__DATA FOR THIS TASK__
^^^^^^^^

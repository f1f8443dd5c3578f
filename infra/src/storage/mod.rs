//! Secret store backends
//!
//! Only an in-process backend exists; state does not survive a restart and is
//! not shared between processes.

pub mod memory;

pub use memory::InMemorySecretStore;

^^^^^^^^

__ASSIGNED TASK__
Restate the entries. Match them exactly.

__FINAL ANSWER__
repository f1f8443dd5c3578f
filename infra/src/storage/mod.rs
//! Secret store backends
//!
//! Only an in-process backend exists; state does not survive a restart and is
//! not shared between processes.

pub mod memory;

pub use memory::InMemorySecretStore;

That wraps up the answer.